Ya de vuelta en Buenos Aires, se anotó para una visa de trabajo en Nueva Zelanda. Y allí fue. Otra vez empleos de ocasión, olas, fotos, nuevos amigos; entre ellos, el norteamericano Colin Boyd (hoy, 34 años), graduado en filosofía y marketing y, como ella, amante de la vida al aire libre, los viajes y los deportes extremos: competía en snowboard fuera de pista en una selecta liga mundial.

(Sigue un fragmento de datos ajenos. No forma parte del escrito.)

//! Typed SVM configuration: kernels, formulation variants, solver parameters

pub mod kernel;
pub mod params;

pub use self::kernel::{KernelConfig, KernelType};
pub use self::params::{ModelParameters, SolverParams, SvmType};
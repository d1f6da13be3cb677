//! SVM variant configuration and solver-ready parameter derivation
//!
//! `ModelParameters` is the validated, user-facing configuration for the
//! five SVM formulations. `SolverParams` is the flat structure handed to
//! the solver, derived from a `ModelParameters` by a pure transform.

use crate::config::{KernelConfig, KernelType};
use crate::core::{Result, SVMError};
use serde::{Deserialize, Serialize};
use std::collections::BTreeMap;

/// SVM formulation tag, matching the classical LIBSVM numbering
/// (`C_SVC=0, NU_SVC=1, ONE_CLASS=2, EPSILON_SVR=3, NU_SVR=4`).
#[derive(Debug, Clone, Copy, PartialEq, Eq, Hash, Serialize, Deserialize)]
pub enum SvmType {
    /// C-Support Vector Classification
    CSvc,
    /// ν-Support Vector Classification
    NuSvc,
    /// One-class SVM (distribution estimation)
    OneClass,
    /// ε-Support Vector Regression
    EpsilonSvr,
    /// ν-Support Vector Regression
    NuSvr,
}

impl SvmType {
    /// Whether this formulation predicts a regression target
    pub fn is_regression(self) -> bool {
        matches!(self, SvmType::EpsilonSvr | SvmType::NuSvr)
    }
}

/// Validated SVM configuration: one formulation variant, a kernel, and
/// the shared training knobs.
///
/// The variant is fixed at construction; the variant-specific knobs
/// (cost, ν, ε, class weights) are supplied to the matching constructor
/// and validated there. Shared knobs have builder-style setters that
/// validate immediately and report the offending value.
#[derive(Clone, Debug, PartialEq, Serialize, Deserialize)]
pub struct ModelParameters {
    variant: Variant,
    kernel: KernelConfig,
    cache_size_mb: f64,
    tolerance: f64,
    shrinking: bool,
    probability_estimates: bool,
}

#[derive(Clone, Debug, PartialEq, Serialize, Deserialize)]
enum Variant {
    CSvc {
        cost: f64,
        weights: BTreeMap<i32, f64>,
    },
    NuSvc {
        cost: f64,
        nu: f64,
    },
    OneClass {
        nu: f64,
    },
    EpsilonSvr {
        epsilon: f64,
    },
    NuSvr {
        cost: f64,
        nu: f64,
    },
}

impl ModelParameters {
    fn with_variant(variant: Variant) -> Self {
        Self {
            variant,
            kernel: KernelConfig::default(),
            cache_size_mb: 100.0,
            tolerance: 0.001,
            shrinking: true,
            probability_estimates: false,
        }
    }

    /// C-SVC with cost parameter `C` ∈ (0,+∞)
    pub fn c_svc(cost: f64) -> Result<Self> {
        check_cost(cost)?;
        Ok(Self::with_variant(Variant::CSvc {
            cost,
            weights: BTreeMap::new(),
        }))
    }

    /// C-SVC with per-class cost weights: class `i` trains with
    /// `weight × C`. An empty map means all classes weigh 1.
    pub fn c_svc_weighted(cost: f64, weights: BTreeMap<i32, f64>) -> Result<Self> {
        check_cost(cost)?;
        Ok(Self::with_variant(Variant::CSvc { cost, weights }))
    }

    /// ν-SVC with cost `C` ∈ (0,+∞) and ν ∈ (0,1]
    pub fn nu_svc(cost: f64, nu: f64) -> Result<Self> {
        check_cost(cost)?;
        check_nu(nu)?;
        Ok(Self::with_variant(Variant::NuSvc { cost, nu }))
    }

    /// One-class SVM with ν ∈ (0,1]
    pub fn one_class(nu: f64) -> Result<Self> {
        check_nu(nu)?;
        Ok(Self::with_variant(Variant::OneClass { nu }))
    }

    /// ε-SVR with ε ∈ [0,+∞)
    pub fn epsilon_svr(epsilon: f64) -> Result<Self> {
        if epsilon < 0.0 {
            return Err(SVMError::InvalidParameter(format!(
                "epsilon must be nonnegative, got: {epsilon}"
            )));
        }
        Ok(Self::with_variant(Variant::EpsilonSvr { epsilon }))
    }

    /// ν-SVR with cost `C` ∈ (0,+∞) and ν ∈ (0,1]
    pub fn nu_svr(cost: f64, nu: f64) -> Result<Self> {
        check_cost(cost)?;
        check_nu(nu)?;
        Ok(Self::with_variant(Variant::NuSvr { cost, nu }))
    }

    /// Replace the kernel configuration
    pub fn with_kernel(mut self, kernel: KernelConfig) -> Self {
        self.kernel = kernel;
        self
    }

    /// Set the solver cache size in MB (default 100)
    pub fn with_cache_size(mut self, cache_size_mb: f64) -> Result<Self> {
        if cache_size_mb <= 0.0 {
            return Err(SVMError::InvalidParameter(format!(
                "cache size must be positive, got: {cache_size_mb}"
            )));
        }
        self.cache_size_mb = cache_size_mb;
        Ok(self)
    }

    /// Set the termination tolerance (default 0.001)
    pub fn with_tolerance(mut self, tolerance: f64) -> Result<Self> {
        if tolerance <= 0.0 {
            return Err(SVMError::InvalidParameter(format!(
                "tolerance must be positive, got: {tolerance}"
            )));
        }
        self.tolerance = tolerance;
        Ok(self)
    }

    /// Enable or disable the shrinking heuristic (default enabled)
    pub fn with_shrinking(mut self, shrinking: bool) -> Self {
        self.shrinking = shrinking;
        self
    }

    /// Enable or disable probability estimation (default disabled).
    ///
    /// One-class SVMs cannot produce probability estimates; enabling the
    /// flag on a one-class configuration fails here, at toggle time.
    pub fn with_probability_estimates(mut self, enabled: bool) -> Result<Self> {
        if enabled && self.svm_type() == SvmType::OneClass {
            return Err(SVMError::InvalidParameter(
                "one-class SVM does not support probability estimates".to_string(),
            ));
        }
        self.probability_estimates = enabled;
        Ok(self)
    }

    /// The SVM formulation this configuration was built for
    pub fn svm_type(&self) -> SvmType {
        match self.variant {
            Variant::CSvc { .. } => SvmType::CSvc,
            Variant::NuSvc { .. } => SvmType::NuSvc,
            Variant::OneClass { .. } => SvmType::OneClass,
            Variant::EpsilonSvr { .. } => SvmType::EpsilonSvr,
            Variant::NuSvr { .. } => SvmType::NuSvr,
        }
    }

    /// The active kernel configuration
    pub fn kernel(&self) -> &KernelConfig {
        &self.kernel
    }

    /// Solver cache size in MB
    pub fn cache_size_mb(&self) -> f64 {
        self.cache_size_mb
    }

    /// Termination tolerance
    pub fn tolerance(&self) -> f64 {
        self.tolerance
    }

    /// Whether the shrinking heuristic is enabled
    pub fn shrinking(&self) -> bool {
        self.shrinking
    }

    /// Whether probability estimation is enabled
    pub fn probability_estimates(&self) -> bool {
        self.probability_estimates
    }

    /// Derive the flat solver-ready parameters.
    ///
    /// Pure transform: shared fields copied verbatim, kernel fields from
    /// the active kernel, variant fields from the active variant. Fields
    /// foreign to the variant stay at their neutral zero values. Class
    /// weights serialize into two parallel arrays in map iteration order
    /// (ascending label); no weights means zero-length arrays, read by
    /// the solver as "all classes weigh 1".
    pub fn solver_params(&self) -> SolverParams {
        let mut params = SolverParams {
            svm_type: self.svm_type(),
            kernel_type: KernelType::Linear,
            degree: 0,
            gamma: 0.0,
            coef0: 0.0,
            cache_size_mb: self.cache_size_mb,
            tolerance: self.tolerance,
            cost: 0.0,
            nu: 0.0,
            epsilon: 0.0,
            shrinking: self.shrinking,
            probability: self.probability_estimates,
            weight_labels: Vec::new(),
            weights: Vec::new(),
        };
        self.kernel.configure(&mut params);
        match &self.variant {
            Variant::CSvc { cost, weights } => {
                params.cost = *cost;
                for (&label, &weight) in weights {
                    params.weight_labels.push(label);
                    params.weights.push(weight);
                }
            }
            Variant::NuSvc { cost, nu } => {
                params.cost = *cost;
                params.nu = *nu;
            }
            Variant::OneClass { nu } => {
                params.nu = *nu;
            }
            Variant::EpsilonSvr { epsilon } => {
                params.epsilon = *epsilon;
            }
            Variant::NuSvr { cost, nu } => {
                params.cost = *cost;
                params.nu = *nu;
            }
        }
        params
    }
}

impl Default for ModelParameters {
    /// C-SVC with cost 1.0 and the default RBF kernel
    fn default() -> Self {
        Self::with_variant(Variant::CSvc {
            cost: 1.0,
            weights: BTreeMap::new(),
        })
    }
}

/// Flat solver-ready parameters, mirroring the classical `svm_parameter`
/// structure. Produced by [`ModelParameters::solver_params`]; solvers
/// read it, the façade never does after derivation.
#[derive(Clone, Debug, PartialEq, Serialize, Deserialize)]
pub struct SolverParams {
    pub svm_type: SvmType,
    pub kernel_type: KernelType,
    /// Degree for the polynomial kernel
    pub degree: u32,
    /// γ for RBF, polynomial and sigmoid kernels; 0 means `1/feature_count`
    pub gamma: f64,
    /// Offset term for polynomial and sigmoid kernels
    pub coef0: f64,
    /// Kernel cache size in MB
    pub cache_size_mb: f64,
    /// Termination tolerance
    pub tolerance: f64,
    /// Cost `C` (C-SVC, ν-SVC, ν-SVR)
    pub cost: f64,
    /// ν (ν-SVC, one-class, ν-SVR)
    pub nu: f64,
    /// ε of the ε-insensitive loss (ε-SVR)
    pub epsilon: f64,
    pub shrinking: bool,
    pub probability: bool,
    /// Class labels with a cost-weight override, aligned with `weights`
    pub weight_labels: Vec<i32>,
    /// Cost multipliers, aligned with `weight_labels`
    pub weights: Vec<f64>,
}

fn check_cost(cost: f64) -> Result<()> {
    if cost <= 0.0 {
        return Err(SVMError::InvalidParameter(format!(
            "cost must be positive, got: {cost}"
        )));
    }
    Ok(())
}

fn check_nu(nu: f64) -> Result<()> {
    if nu <= 0.0 || nu > 1.0 {
        return Err(SVMError::InvalidParameter(format!(
            "nu must be in (0,1], got: {nu}"
        )));
    }
    Ok(())
}

#[cfg(test)]
mod tests {
    use super::*;

    #[test]
    fn test_defaults() {
        let params = ModelParameters::default();
        assert_eq!(params.svm_type(), SvmType::CSvc);
        assert_eq!(params.cache_size_mb(), 100.0);
        assert_eq!(params.tolerance(), 0.001);
        assert!(params.shrinking());
        assert!(!params.probability_estimates());
        assert_eq!(params.kernel().kernel_type(), KernelType::Rbf);
    }

    #[test]
    fn test_out_of_domain_values_rejected() {
        assert!(ModelParameters::c_svc(0.0).is_err());
        assert!(ModelParameters::c_svc(-1.0).is_err());
        assert!(ModelParameters::nu_svc(1.0, 0.0).is_err());
        assert!(ModelParameters::nu_svc(1.0, 1.1).is_err());
        assert!(ModelParameters::one_class(-0.5).is_err());
        assert!(ModelParameters::epsilon_svr(-0.1).is_err());
        assert!(ModelParameters::nu_svr(0.0, 0.5).is_err());

        let params = ModelParameters::default();
        assert!(params.clone().with_cache_size(0.0).is_err());
        assert!(params.clone().with_tolerance(-0.001).is_err());
    }

    #[test]
    fn test_boundary_values_accepted() {
        assert!(ModelParameters::nu_svc(1.0, 1.0).is_ok());
        assert!(ModelParameters::epsilon_svr(0.0).is_ok());
        assert!(ModelParameters::one_class(1.0).is_ok());
    }

    #[test]
    fn test_error_message_carries_offending_value() {
        let err = ModelParameters::c_svc(-2.5).unwrap_err();
        assert!(err.to_string().contains("-2.5"));

        let err = ModelParameters::nu_svc(1.0, 1.5).unwrap_err();
        assert!(err.to_string().contains("1.5"));
    }

    #[test]
    fn test_one_class_rejects_probability_estimates() {
        let params = ModelParameters::one_class(0.5).unwrap();
        assert!(params.with_probability_estimates(true).is_err());
    }

    #[test]
    fn test_other_variants_accept_probability_estimates() {
        for params in [
            ModelParameters::c_svc(1.0).unwrap(),
            ModelParameters::nu_svc(1.0, 0.5).unwrap(),
            ModelParameters::epsilon_svr(0.1).unwrap(),
            ModelParameters::nu_svr(1.0, 0.5).unwrap(),
        ] {
            let params = params.with_probability_estimates(true).unwrap();
            assert!(params.probability_estimates());
        }
    }

    #[test]
    fn test_disabling_probability_on_one_class_is_fine() {
        let params = ModelParameters::one_class(0.5).unwrap();
        assert!(params.with_probability_estimates(false).is_ok());
    }

    #[test]
    fn test_solver_params_for_c_svc() {
        let params = ModelParameters::c_svc(2.0)
            .unwrap()
            .with_kernel(KernelConfig::polynomial(0.5, 1.0, 4).unwrap())
            .with_tolerance(0.01)
            .unwrap();

        let solver = params.solver_params();
        assert_eq!(solver.svm_type, SvmType::CSvc);
        assert_eq!(solver.kernel_type, KernelType::Polynomial);
        assert_eq!(solver.cost, 2.0);
        assert_eq!(solver.gamma, 0.5);
        assert_eq!(solver.coef0, 1.0);
        assert_eq!(solver.degree, 4);
        assert_eq!(solver.tolerance, 0.01);
        assert_eq!(solver.nu, 0.0);
        assert_eq!(solver.epsilon, 0.0);
        assert!(solver.weight_labels.is_empty());
        assert!(solver.weights.is_empty());
    }

    #[test]
    fn test_solver_params_weights_in_label_order() {
        let mut weights = BTreeMap::new();
        weights.insert(3, 0.5);
        weights.insert(-1, 2.0);
        weights.insert(1, 1.5);

        let solver = ModelParameters::c_svc_weighted(1.0, weights)
            .unwrap()
            .solver_params();
        assert_eq!(solver.weight_labels, vec![-1, 1, 3]);
        assert_eq!(solver.weights, vec![2.0, 1.5, 0.5]);
    }

    #[test]
    fn test_solver_params_for_regression_variants() {
        let solver = ModelParameters::epsilon_svr(0.2).unwrap().solver_params();
        assert_eq!(solver.svm_type, SvmType::EpsilonSvr);
        assert_eq!(solver.epsilon, 0.2);
        assert_eq!(solver.cost, 0.0);

        let solver = ModelParameters::nu_svr(3.0, 0.25).unwrap().solver_params();
        assert_eq!(solver.svm_type, SvmType::NuSvr);
        assert_eq!(solver.cost, 3.0);
        assert_eq!(solver.nu, 0.25);
        assert_eq!(solver.epsilon, 0.0);
    }

    #[test]
    fn test_svm_type_regression_split() {
        assert!(SvmType::EpsilonSvr.is_regression());
        assert!(SvmType::NuSvr.is_regression());
        assert!(!SvmType::CSvc.is_regression());
        assert!(!SvmType::NuSvc.is_regression());
        assert!(!SvmType::OneClass.is_regression());
    }
}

Sin ser muy ducha con los caballos, Sofía se convirtió en guía de cabalgatas por las montañas. Al poco tiempo ya era una experta. “Mi amor era esa conexión con el afuera, con la naturaleza”. Conoció a un riquísimo empresario minero belga que además producía aceite de oliva y tenía un restaurante. Trabajó para él en la administración y haciendo fotos, y se la pasó viajando por Europa. Después recorrió India durante tres meses, mientras su amigo, su más que amigo Colin, le cuidaba en Wanaka a Lola, la perra kiwi que ella había adoptado.
Al volver, la chica de espíritu indómito y el filósofo, marketinero y devorador de nieves decidieron seguir sus correrías juntos. Tras siete años en Nueva Zelanda, se fueron a vivir a Maine, nordeste de Estados Unidos, pegado a Canadá; de allí eran él y su familia.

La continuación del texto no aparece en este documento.